In 1986, Kushner published When All You've Ever Wanted Isn't Enough: The Search for a Life That Matters, delving into existential themes of life's meaning and individual pursuit of happiness within the context of Ecclesiastes. Its title was deemed an "apt summary of Ecclesiastes". Kushner's goal was to dissect the unfulfillment experienced even by achievers, asserting that "What we miss in our lives, no matter how much we have, is that sense of meaning." He rejected the notion of a singular answer to life's complexities and contended that such answers are found in daily experiences, relationships, and the quest for integrity.
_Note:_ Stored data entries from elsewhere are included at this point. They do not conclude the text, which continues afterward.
//! Bit-field codecs for 16-bit instruction words.
//!
//! Field positions are inclusive `[hi, lo]` ranges, matching the way the
//! LC-3 reference sheets draw them (`IR[11:9]`). Extraction never fails:
//! any bit pattern is a valid field value at this level. Whether a value
//! is meaningful (a register index, a trap vector) is decided by the
//! types built on top of these functions.

use super::{SignedWord, Word, WORD_BITS};

/// Width of the ADD/AND immediate field.
pub const IMM5: u32 = 5;
/// Width of the LDR/STR base offset field.
pub const OFFSET6: u32 = 6;
/// Width of the BR/LD/LDI/LEA/ST/STI PC offset field.
pub const PC_OFFSET9: u32 = 9;
/// Width of the JSR PC offset field.
pub const PC_OFFSET11: u32 = 11;
/// Width of the TRAP vector field.
pub const TRAP_VECT8: u32 = 8;

/// Mask with the low `width` bits set.
#[inline]
pub const fn mask(width: u32) -> Word {
    if width >= WORD_BITS {
        Word::MAX
    } else {
        (1 << width) - 1
    }
}

/// Extract bits `hi..=lo` of `word`, shifted down to bit 0.
#[inline]
pub const fn bits(word: Word, hi: u32, lo: u32) -> Word {
    debug_assert!(hi < WORD_BITS && lo <= hi);
    (word >> lo) & mask(hi - lo + 1)
}

/// Test a single bit.
#[inline]
pub const fn bit(word: Word, n: u32) -> bool {
    bits(word, n, n) == 1
}

/// The opcode field, `IR[15:12]`.
#[inline]
pub const fn opcode(word: Word) -> Word {
    bits(word, 15, 12)
}

/// The destination / source register field, `IR[11:9]`.
#[inline]
pub const fn dr(word: Word) -> Word {
    bits(word, 11, 9)
}

/// The first source / base register field, `IR[8:6]`.
#[inline]
pub const fn sr1(word: Word) -> Word {
    bits(word, 8, 6)
}

/// The second source register field, `IR[2:0]`.
#[inline]
pub const fn sr2(word: Word) -> Word {
    bits(word, 2, 0)
}

/// Sign-extend the low `width` bits of `value` to a full signed word.
///
/// The bit at position `width - 1` is replicated into every higher bit.
/// Bits of `value` above `width` are ignored.
#[inline]
pub const fn sign_extend(value: Word, width: u32) -> SignedWord {
    debug_assert!(width > 0 && width <= WORD_BITS);
    let shift = WORD_BITS - width;
    ((value << shift) as SignedWord) >> shift
}

/// Reduce a signed value to its low `width` bits (two's complement).
///
/// Inverse of [`sign_extend`] for values that fit in `width` bits.
#[inline]
pub const fn truncate(value: SignedWord, width: u32) -> Word {
    (value as Word) & mask(width)
}

/// Replace bits `hi..=lo` of `word` with the low bits of `value`.
#[inline]
pub const fn insert(word: Word, value: Word, hi: u32, lo: u32) -> Word {
    let field = mask(hi - lo + 1);
    (word & !(field << lo)) | ((value & field) << lo)
}

#[cfg(test)]
mod tests {
    use super::*;
    use proptest::prelude::*;

    #[test]
    fn test_opcode_and_register_fields() {
        // ADD R1, R0, #0
        let word = 0x1220;
        assert_eq!(opcode(word), 0b0001);
        assert_eq!(dr(word), 1);
        assert_eq!(sr1(word), 0);
        assert!(bit(word, 5));
        assert_eq!(bits(word, 4, 0), 0);
    }

    #[test]
    fn test_sign_extend_known_values() {
        assert_eq!(sign_extend(0b01111, IMM5), 15);
        assert_eq!(sign_extend(0b10000, IMM5), -16);
        assert_eq!(sign_extend(0b11111, IMM5), -1);
        assert_eq!(sign_extend(0x1FF, PC_OFFSET9), -1);
        assert_eq!(sign_extend(0x0FF, PC_OFFSET9), 255);
        assert_eq!(sign_extend(0x400, PC_OFFSET11), -1024);
        assert_eq!(sign_extend(0x20, OFFSET6), -32);
    }

    #[test]
    fn test_sign_extend_ignores_high_garbage() {
        assert_eq!(sign_extend(0xFFE1, IMM5), 1);
    }

    proptest! {
        #[test]
        fn prop_sign_extend_matches_arithmetic_shift(value: u16, width in 1u32..=16) {
            let low = value & mask(width);
            let expected = if width < 16 && low & (1 << (width - 1)) != 0 {
                i32::from(low) - (1i32 << width)
            } else if width == 16 {
                i32::from(low as i16)
            } else {
                i32::from(low)
            };
            prop_assert_eq!(i32::from(sign_extend(value, width)), expected);
        }

        #[test]
        fn prop_truncate_inverts_sign_extend(value: u16, width in 1u32..=16) {
            let low = value & mask(width);
            prop_assert_eq!(truncate(sign_extend(low, width), width), low);
        }

        #[test]
        fn prop_insert_then_extract(word: u16, value: u16, lo in 0u32..16, len in 1u32..=16) {
            let hi = (lo + len - 1).min(15);
            let updated = insert(word, value, hi, lo);
            prop_assert_eq!(bits(updated, hi, lo), value & mask(hi - lo + 1));
            // Bits outside the field are untouched.
            let outside = !(mask(hi - lo + 1) << lo);
            prop_assert_eq!(updated & outside, word & outside);
        }
    }
}
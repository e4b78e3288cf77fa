//! Character I/O collaborator used by the built-in trap routines.
//!
//! The core never touches a terminal itself. GETC, OUT, PUTS, IN and
//! PUTSP go through a [`Console`], and the caller decides what sits
//! behind it: a real terminal, a pipe, or a scripted buffer in tests.

use std::collections::VecDeque;
use std::io::{self, BufRead, Write};

/// Synchronous character device seen by trap routines.
pub trait Console {
    /// Read one character, blocking if needed. `None` means end of input.
    fn read_char(&mut self) -> Option<char>;

    /// Write one character.
    fn write_char(&mut self, c: char);

    /// Write a sequence of characters.
    fn write_string(&mut self, s: &str) {
        for c in s.chars() {
            self.write_char(c);
        }
    }
}

/// In-memory console: input comes from a queue, output is captured.
#[derive(Debug, Clone, Default, PartialEq, Eq)]
pub struct ScriptedConsole {
    input: VecDeque<char>,
    output: String,
}

impl ScriptedConsole {
    /// A console with no input.
    pub fn new() -> Self {
        Self::default()
    }

    /// A console whose input yields the characters of `input` in order.
    pub fn with_input(input: &str) -> Self {
        Self {
            input: input.chars().collect(),
            output: String::new(),
        }
    }

    /// Queue more input characters.
    pub fn push_input(&mut self, input: &str) {
        self.input.extend(input.chars());
    }

    /// Everything written so far.
    pub fn output(&self) -> &str {
        &self.output
    }

    /// Take the captured output, leaving the buffer empty.
    pub fn take_output(&mut self) -> String {
        std::mem::take(&mut self.output)
    }

    /// Number of input characters not yet consumed.
    pub fn pending_input(&self) -> usize {
        self.input.len()
    }
}

impl Console for ScriptedConsole {
    fn read_char(&mut self) -> Option<char> {
        self.input.pop_front()
    }

    fn write_char(&mut self, c: char) {
        self.output.push(c);
    }

    fn write_string(&mut self, s: &str) {
        self.output.push_str(s);
    }
}

/// Console over any buffered reader and writer (stdin/stdout, pipes, files).
///
/// Input is consumed one line of raw bytes at a time and handed out as
/// Latin-1 characters, one per byte. Once the reader reports end of input
/// every later read returns `None`. Write errors are logged and otherwise
/// ignored.
#[derive(Debug)]
pub struct StreamConsole<R, W> {
    reader: R,
    writer: W,
    pending: VecDeque<u8>,
    exhausted: bool,
}

impl<R: BufRead, W: Write> StreamConsole<R, W> {
    /// Wrap a reader and a writer.
    pub fn new(reader: R, writer: W) -> Self {
        Self {
            reader,
            writer,
            pending: VecDeque::new(),
            exhausted: false,
        }
    }

    /// Recover the underlying reader and writer.
    pub fn into_inner(self) -> (R, W) {
        (self.reader, self.writer)
    }

    fn fill(&mut self) -> io::Result<bool> {
        let mut line = Vec::new();
        let read = self.reader.read_until(b'\n', &mut line)?;
        self.pending.extend(line);
        Ok(read > 0)
    }

    fn report(result: io::Result<()>) {
        if let Err(err) = result {
            tracing::warn!(%err, "console write failed");
        }
    }
}

impl<R: BufRead, W: Write> Console for StreamConsole<R, W> {
    fn read_char(&mut self) -> Option<char> {
        if self.pending.is_empty() && !self.exhausted {
            // Output written so far should be visible before blocking.
            Self::report(self.writer.flush());
            match self.fill() {
                Ok(true) => {}
                Ok(false) => self.exhausted = true,
                Err(err) => {
                    tracing::warn!(%err, "console read failed, treating as end of input");
                    self.exhausted = true;
                }
            }
        }
        self.pending.pop_front().map(char::from)
    }

    fn write_char(&mut self, c: char) {
        let mut buf = [0u8; 4];
        Self::report(self.writer.write_all(c.encode_utf8(&mut buf).as_bytes()));
    }

    fn write_string(&mut self, s: &str) {
        Self::report(self.writer.write_all(s.as_bytes()));
    }
}
//! Encoding Module - canonical textual form for public keys
//!
//! Public keys are rendered with z-base-32: lowercase, unpadded and
//! unambiguous, with exactly one valid string per key.

pub mod z32;

pub use z32::DecodeError;

use thiserror::Error;

/// Length in bytes of an encodable public key
pub const PUBLIC_KEY_LENGTH: usize = 32;

/// Length in characters of an encoded public key
pub const ENCODED_PUBLIC_KEY_LENGTH: usize = 52;

#[derive(Error, Debug, Clone, PartialEq, Eq)]
pub enum EncodingError {
    #[error("Invalid public key length: expected {expected} bytes, got {actual}")]
    InvalidKeyLength { expected: usize, actual: usize },

    #[error("Decode error: {0}")]
    Decode(#[from] DecodeError),
}

/// Encode raw public key bytes as z-base-32
pub fn encode_public_key(bytes: &[u8]) -> Result<String, EncodingError> {
    check_key_length(bytes.len())?;
    Ok(z32::encode(bytes))
}

/// Decode a z-base-32 public key into its raw bytes
pub fn decode_public_key(text: &str) -> Result<[u8; PUBLIC_KEY_LENGTH], EncodingError> {
    let bytes = z32::decode(text)?;
    check_key_length(bytes.len())?;

    let mut key = [0u8; PUBLIC_KEY_LENGTH];
    key.copy_from_slice(&bytes);
    Ok(key)
}

fn check_key_length(actual: usize) -> Result<(), EncodingError> {
    if actual != PUBLIC_KEY_LENGTH {
        return Err(EncodingError::InvalidKeyLength {
            expected: PUBLIC_KEY_LENGTH,
            actual,
        });
    }
    Ok(())
}
//! z32 Identity - deterministic Ed25519 identities
//!
//! This crate derives Ed25519 key pairs from fixed 32-byte secret seeds and
//! renders public keys in a canonical, lowercase z-base-32 form suitable for
//! use as human-readable identifiers and DNS labels.
//!
//! ```
//! use z32_identity::Keypair;
//!
//! let keypair = Keypair::from_secret_hex(
//!     "5aa93b299a343aa2691739771f2b5b85e740ca14c685793d67870f88fa89dc51",
//! )?;
//! assert_eq!(
//!     keypair.public_key().to_string(),
//!     "gcumbhd7sqit6nn457jxmrwqx9pyymqwamnarekgo3xppqo6a19o",
//! );
//! # Ok::<(), z32_identity::identity::IdentityError>(())
//! ```

pub mod encoding;
pub mod identity;

pub use encoding::{decode_public_key, encode_public_key};
pub use identity::{Keypair, PublicKey};

use std::path::Path;
use thiserror::Error;

/// Main error type for identity operations
#[derive(Error, Debug)]
pub enum Error {
    #[error("Identity error: {0}")]
    Identity(#[from] identity::IdentityError),

    #[error("Encoding error: {0}")]
    Encoding(#[from] encoding::EncodingError),

    #[error("Configuration error: {0}")]
    Config(String),

    #[error("IO error: {0}")]
    Io(#[from] std::io::Error),
}

pub type Result<T> = std::result::Result<T, Error>;

/// Controls how leniently public keys are parsed from text
///
/// Encoding is always canonical; these switches only widen what the parser
/// accepts before strict z-base-32 decoding.
#[derive(Debug, Clone, PartialEq, Eq, serde::Serialize, serde::Deserialize)]
#[serde(default)]
pub struct IdentityConfig {
    /// Accept a leading `pk:` prefix
    pub accept_prefix: bool,

    /// Accept a domain name whose last label is the key
    pub accept_domain: bool,

    /// Lowercase ASCII input before decoding
    pub case_insensitive: bool,
}

impl Default for IdentityConfig {
    fn default() -> Self {
        Self {
            accept_prefix: true,
            accept_domain: true,
            case_insensitive: true,
        }
    }
}

impl IdentityConfig {
    /// Load configuration from a JSON file; missing fields take defaults
    pub fn from_json_file(path: impl AsRef<Path>) -> Result<Self> {
        let path = path.as_ref();
        let contents = std::fs::read_to_string(path)?;
        let config: Self = serde_json::from_str(&contents)
            .map_err(|e| Error::Config(format!("{}: {e}", path.display())))?;
        tracing::debug!(path = %path.display(), ?config, "loaded identity config");
        Ok(config)
    }
}
//! Identity Module - deterministic Ed25519 identities
//!
//! A 32-byte secret seed fully determines a [`Keypair`]. The public half is
//! exposed as a [`PublicKey`], whose canonical text form is z-base-32.

mod keys;
mod public_key;

pub use keys::{Keypair, SECRET_KEY_LENGTH};
pub use public_key::PublicKey;

use crate::encoding::EncodingError;
use thiserror::Error;

#[derive(Error, Debug)]
pub enum IdentityError {
    #[error("Invalid seed length: expected {expected} bytes, got {actual}")]
    InvalidSeedLength { expected: usize, actual: usize },

    #[error("Invalid hex: {0}")]
    InvalidHex(#[from] hex::FromHexError),

    #[error("Invalid public key: {0}")]
    InvalidPublicKey(String),

    #[error("Encoding error: {0}")]
    Encoding(#[from] EncodingError),
}

#[cfg(test)]
mod tests {
    use super::*;

    const SECRET_HEX: &str = "5aa93b299a343aa2691739771f2b5b85e740ca14c685793d67870f88fa89dc51";
    const PUBLIC_Z32: &str = "gcumbhd7sqit6nn457jxmrwqx9pyymqwamnarekgo3xppqo6a19o";

    #[test]
    fn test_derive_and_encode() {
        let keypair = Keypair::from_secret_hex(SECRET_HEX).unwrap();
        let public_key = keypair.public_key();

        assert_eq!(public_key.to_string(), PUBLIC_Z32);
        assert_eq!(PublicKey::try_from(PUBLIC_Z32).unwrap(), public_key);
    }

    #[test]
    fn test_public_key_round_trip_through_encoder() {
        let keypair = Keypair::random();
        let encoded = crate::encoding::encode_public_key(keypair.public_key().as_bytes()).unwrap();

        assert_eq!(encoded, keypair.to_z32());
        assert_eq!(
            crate::encoding::decode_public_key(&encoded).unwrap(),
            *keypair.public_key().as_bytes()
        );
    }

    #[test]
    fn test_error_messages() {
        let err = Keypair::from_secret_key(&[7]).unwrap_err();
        assert_eq!(
            err.to_string(),
            "Invalid seed length: expected 32 bytes, got 1"
        );
    }
}
mod cmd;

use clap::Parser;
use std::process;
use tracing_subscriber::EnvFilter;

#[derive(Debug, Parser)]
#[command(
    name = "z32-identity",
    about = "Deterministic Ed25519 identities with z-base-32 public keys"
)]
enum Options {
    /// Derive the public key for a secret seed.
    Derive(cmd::derive::Options),
    /// Generate a fresh random identity.
    Generate,
    /// Encode hex data as z-base-32.
    Encode(cmd::codec::EncodeOptions),
    /// Decode z-base-32 text as hex data.
    Decode(cmd::codec::DecodeOptions),
    /// Parse a public key and print its canonical forms.
    Inspect(cmd::inspect::Options),
}

fn main() {
    tracing_subscriber::fmt()
        .with_env_filter(EnvFilter::from_default_env())
        .with_writer(std::io::stderr)
        .init();

    if let Err(err) = match Options::parse() {
        Options::Derive(options) => cmd::derive::run(options),
        Options::Generate => cmd::generate::run(),
        Options::Encode(options) => cmd::codec::encode(options),
        Options::Decode(options) => cmd::codec::decode(options),
        Options::Inspect(options) => cmd::inspect::run(options),
    } {
        if cfg!(debug_assertions) {
            eprintln!("ERROR: {:?}", err);
        } else {
            eprintln!("ERROR: {}", err);
        }
        process::exit(-1);
    }
}
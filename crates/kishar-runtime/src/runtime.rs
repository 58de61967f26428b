//! Host runtime.
//!
//! Drives a winit event loop and translates host-delivered application and
//! window events into bridge events. All bridge mutation happens on the
//! event-loop thread; the module loader is the only off-thread work, and its
//! completion is consumed at event-batch boundaries (`new_events`), never
//! mid-event.

use std::time::Duration;

use anyhow::{Context, Result};
use ouroboros::self_referencing;
use winit::application::ApplicationHandler;
use winit::dpi::LogicalSize;
use winit::event::{StartCause, WindowEvent};
use winit::event_loop::{ActiveEventLoop, ControlFlow, EventLoop};
use winit::keyboard::{KeyCode, PhysicalKey};
use winit::window::{Window, WindowId};

use kishar_lifecycle::{
    Bridge, BridgeError, Effect, HostEvent, LifecycleState, PixelFormat, RenderFence,
    SurfaceDescriptor,
};

use crate::controller::{ContextController, RenderOutcome};
use crate::loader::{EngineModule, ModuleLoader};

/// Runtime configuration.
#[derive(Debug, Clone)]
pub struct RuntimeConfig {
    pub title: String,
    pub initial_size: LogicalSize<f64>,
    /// Clear color for the per-frame clear pass.
    pub clear_color: wgpu::Color,
    /// How long teardown waits for an in-flight frame before proceeding.
    pub teardown_wait: Duration,
}

impl Default for RuntimeConfig {
    fn default() -> Self {
        Self {
            title: "kishar".to_string(),
            initial_size: LogicalSize::new(1280.0, 720.0),
            clear_color: wgpu::Color {
                r: 0.012,
                g: 0.015,
                b: 0.022,
                a: 1.0,
            },
            teardown_wait: Duration::from_millis(250),
        }
    }
}

/// Entry point for the runtime.
pub struct Runtime;

impl Runtime {
    pub fn run(config: RuntimeConfig) -> Result<()> {
        let event_loop = EventLoop::new().context("failed to create winit EventLoop")?;
        let mut host = HostAdapter::new(config);

        // The load request precedes any UI event the host can deliver.
        host.dispatch(HostEvent::ModuleLoadRequested);

        event_loop
            .run_app(&mut host)
            .context("winit event loop terminated with error")?;

        if let Some(err) = host.fatal.take() {
            return Err(anyhow::Error::new(err));
        }
        Ok(())
    }
}

/// The window and the context controller that borrows it, kept together so
/// the borrow can never outlive the window.
#[self_referencing]
struct SurfaceBinding {
    window: Window,

    #[borrows(window)]
    #[covariant]
    controller: ContextController<'this>,
}

struct HostAdapter {
    config: RuntimeConfig,

    bridge: Bridge,
    fence: RenderFence,
    loader: ModuleLoader,
    module: Option<EngineModule>,

    binding: Option<SurfaceBinding>,
    window_id: Option<WindowId>,
    /// Token handed to the bridge for the current window's surface. Bumped
    /// when a window is re-created so the bridge sees a fresh surface.
    surface_epoch: u64,

    frame_tick: u64,
    exit_requested: bool,
    fatal: Option<BridgeError>,
}

impl HostAdapter {
    fn new(config: RuntimeConfig) -> Self {
        Self {
            config,
            bridge: Bridge::new(),
            fence: RenderFence::new(),
            loader: ModuleLoader::new(),
            module: None,
            binding: None,
            window_id: None,
            surface_epoch: 0,
            frame_tick: 0,
            exit_requested: false,
            fatal: None,
        }
    }

    /// Feeds one event through the bridge and executes the resulting
    /// effects in order, before anything else can be processed.
    fn dispatch(&mut self, event: HostEvent) {
        let effects = self.bridge.handle(event);
        for effect in effects {
            self.execute(effect);
        }
    }

    fn execute(&mut self, effect: Effect) {
        match effect {
            Effect::BeginModuleLoad => self.loader.spawn(),

            Effect::Initialize(desc) => {
                let ok = self.initialize_context(&desc);
                self.bridge.confirm_initialize(ok);
            }

            Effect::Resize(desc) => {
                let result = match self.binding.as_mut() {
                    Some(binding) => binding.with_controller_mut(|c| c.resize(&desc)),
                    None => Ok(()),
                };
                if let Err(e) = result {
                    log::warn!("resize failed: {e}; dropping context");
                    self.teardown_context();
                    self.bridge.confirm_initialize(false);
                }
            }

            Effect::Render(tick) => self.render_frame(tick),

            Effect::Teardown => self.teardown_context(),

            Effect::ReleaseModule => {
                self.loader.abandon();
                if self.module.take().is_some() {
                    log::info!("module released");
                }
            }

            Effect::ReportFatal(err) => {
                log::error!("fatal: {err}");
                self.fatal = Some(err);
                self.exit_requested = true;
            }
        }
    }

    fn initialize_context(&mut self, desc: &SurfaceDescriptor) -> bool {
        let Some(module) = self.module.as_ref() else {
            log::error!("{}", BridgeError::Sequencing("initialize before module load"));
            return false;
        };
        let Some(binding) = self.binding.as_mut() else {
            log::error!("{}", BridgeError::Sequencing("initialize with no window"));
            return false;
        };

        match binding.with_controller_mut(|c| c.initialize(module, desc)) {
            Ok(()) => true,
            Err(e) => {
                log::warn!("context initialize failed: {e}");
                false
            }
        }
    }

    fn render_frame(&mut self, tick: u64) {
        let Some(binding) = self.binding.as_mut() else {
            return;
        };

        let fence = &self.fence;
        let clear = self.config.clear_color;
        let outcome = binding.with_controller_mut(|c| c.render(fence, tick, clear));

        // Device loss surfaces as a skip with the context gone; tell the
        // bridge so the next surface event can attempt recovery.
        if outcome == RenderOutcome::Skipped
            && !binding.borrow_controller().has_context()
            && self.bridge.context_live()
        {
            self.bridge.confirm_initialize(false);
        }
    }

    fn teardown_context(&mut self) {
        if let Some(binding) = self.binding.as_mut() {
            let fence = &self.fence;
            let wait = self.config.teardown_wait;
            binding.with_controller_mut(|c| c.teardown(fence, wait));
        }
    }

    fn pump_loader(&mut self) {
        if let Some(result) = self.loader.try_complete() {
            match result {
                Ok(module) => {
                    self.module = Some(module);
                    self.dispatch(HostEvent::LoadSucceeded);
                }
                Err(e) => self.dispatch(HostEvent::LoadFailed(e.to_string())),
            }
        }
    }

    fn current_descriptor(&self) -> Option<SurfaceDescriptor> {
        let binding = self.binding.as_ref()?;
        let size = binding.with_window(|w| w.inner_size());
        Some(SurfaceDescriptor::new(
            self.surface_epoch,
            size.width,
            size.height,
            PixelFormat::Bgra8Srgb,
        ))
    }

    fn request_redraw(&self) {
        if let Some(binding) = self.binding.as_ref() {
            binding.with_window(|w| w.request_redraw());
        }
    }

    /// The frame loop only stays armed while render ticks can produce work;
    /// anywhere else the waiting event loop goes genuinely idle.
    fn wants_redraw(&self) -> bool {
        self.bridge.state() == LifecycleState::Foreground
    }

    fn finish_if_requested(&mut self, event_loop: &ActiveEventLoop) {
        if self.exit_requested {
            // Runs the destroy sequence before the loop unwinds; a second
            // pass through here is a no-op thanks to bridge idempotence.
            self.dispatch(HostEvent::Destroy);
            event_loop.exit();
        }
    }
}

impl ApplicationHandler for HostAdapter {
    fn new_events(&mut self, event_loop: &ActiveEventLoop, _cause: StartCause) {
        // Loader completion is consumed only here, at the start of a batch,
        // so no event observes a half-applied load.
        self.pump_loader();
        self.finish_if_requested(event_loop);
    }

    fn resumed(&mut self, event_loop: &ActiveEventLoop) {
        if self.binding.is_none() {
            let attrs = Window::default_attributes()
                .with_title(self.config.title.clone())
                .with_inner_size(self.config.initial_size);

            let window = match event_loop.create_window(attrs) {
                Ok(w) => w,
                Err(e) => {
                    log::error!("failed to create window: {e}");
                    self.fatal = Some(BridgeError::engine("create-window", e.to_string()));
                    self.exit_requested = true;
                    self.finish_if_requested(event_loop);
                    return;
                }
            };

            self.window_id = Some(window.id());
            self.surface_epoch += 1;

            self.binding = Some(
                SurfaceBindingBuilder {
                    window,
                    controller_builder: |w| ContextController::new(w),
                }
                .build(),
            );
        }

        // The drawable exists again from the host's point of view.
        if let Some(desc) = self.current_descriptor() {
            self.dispatch(HostEvent::SurfaceAvailable(desc));
        }
        self.dispatch(HostEvent::Foreground);
        if self.wants_redraw() {
            self.request_redraw();
        }
    }

    fn suspended(&mut self, _event_loop: &ActiveEventLoop) {
        // Mobile hosts reclaim the drawable the moment this returns, so the
        // context must be gone before then. Teardown here is synchronous.
        self.dispatch(HostEvent::Background);
        self.dispatch(HostEvent::SurfaceDestroyed);
    }

    fn window_event(
        &mut self,
        event_loop: &ActiveEventLoop,
        window_id: WindowId,
        event: WindowEvent,
    ) {
        if Some(window_id) != self.window_id {
            return;
        }

        match event {
            WindowEvent::CloseRequested => {
                self.exit_requested = true;
            }

            WindowEvent::Resized(size) => {
                let desc = SurfaceDescriptor::new(
                    self.surface_epoch,
                    size.width,
                    size.height,
                    PixelFormat::Bgra8Srgb,
                );
                self.dispatch(HostEvent::SurfaceChanged(desc));
            }

            WindowEvent::Focused(focused) => {
                self.dispatch(if focused {
                    HostEvent::Foreground
                } else {
                    HostEvent::Background
                });
                // Redraw requests stop while backgrounded; wake the frame
                // loop back up on the transition in.
                if self.wants_redraw() {
                    self.request_redraw();
                }
            }

            WindowEvent::KeyboardInput { event, .. } => {
                if event.state.is_pressed()
                    && event.physical_key == PhysicalKey::Code(KeyCode::Escape)
                {
                    self.exit_requested = true;
                }
            }

            WindowEvent::RedrawRequested => {
                let tick = self.frame_tick;
                self.frame_tick += 1;
                self.dispatch(HostEvent::RenderTick(tick));
            }

            _ => {}
        }

        self.finish_if_requested(event_loop);
    }

    fn about_to_wait(&mut self, event_loop: &ActiveEventLoop) {
        event_loop.set_control_flow(ControlFlow::Wait);
        self.finish_if_requested(event_loop);
        if self.exit_requested {
            return;
        }

        // Continuous redraw keeps render ticks flowing, but only while
        // foregrounded; in any other state the loop waits for real events.
        if self.wants_redraw() {
            self.request_redraw();
        }
    }

    fn exiting(&mut self, _event_loop: &ActiveEventLoop) {
        // Idempotent with any destroy already dispatched above.
        self.dispatch(HostEvent::Destroy);
    }
}

#[cfg(test)]
mod tests {
    use super::*;

    fn desc() -> SurfaceDescriptor {
        SurfaceDescriptor::new(1u64, 640, 480, PixelFormat::Bgra8Srgb)
    }

    // ── frame-loop arming ─────────────────────────────────────────────────

    #[test]
    fn redraws_are_only_requested_while_foreground() {
        let mut host = HostAdapter::new(RuntimeConfig::default());
        assert!(!host.wants_redraw());

        // Drive the bridge directly; no loader or window is involved.
        host.bridge.handle(HostEvent::ModuleLoadRequested);
        host.bridge.handle(HostEvent::LoadSucceeded);
        assert!(!host.wants_redraw());

        host.bridge.handle(HostEvent::SurfaceAvailable(desc()));
        host.bridge.confirm_initialize(true);
        host.bridge.handle(HostEvent::Foreground);
        assert!(host.wants_redraw());

        // Losing focus parks the frame loop instead of busy-spinning
        // dropped ticks.
        host.bridge.handle(HostEvent::Background);
        assert!(!host.wants_redraw());

        host.bridge.handle(HostEvent::Foreground);
        assert!(host.wants_redraw());

        host.bridge.handle(HostEvent::SurfaceDestroyed);
        assert!(!host.wants_redraw());
    }
}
Central to his argument was Ecclesiastes, which he called "the most dangerous book in the Bible" for its call to contemplation over blind worship, as Kushner contended that life's richness emerges from thoughtful engagement, emphasizing that an unfulfilled life is more daunting than death itself. The book earned praise as a "useful spiritual survival manual" from The Washington Post and received the 1987 Christopher Award for its "contribution to the exaltation of the human spirit."

Who Needs God, published in 1989, argued for the ongoing relevance of God in a world characterized by unprecedented human achievements. As with Kushner's previous works, Reconstructionist views were apparent in his attempt to make room for religious life and the notion of God without the belief in an all-powerful creator. He aimed to bridge the gap between religious fundamentalism and atheism, highlighting that organized religion's greatest offering is not theology but rather the comfort and support of a spiritual community. Kushner also asserted that the existence of God endows individuals with the ability to perceive holiness in the world and attain a greater sense of purpose.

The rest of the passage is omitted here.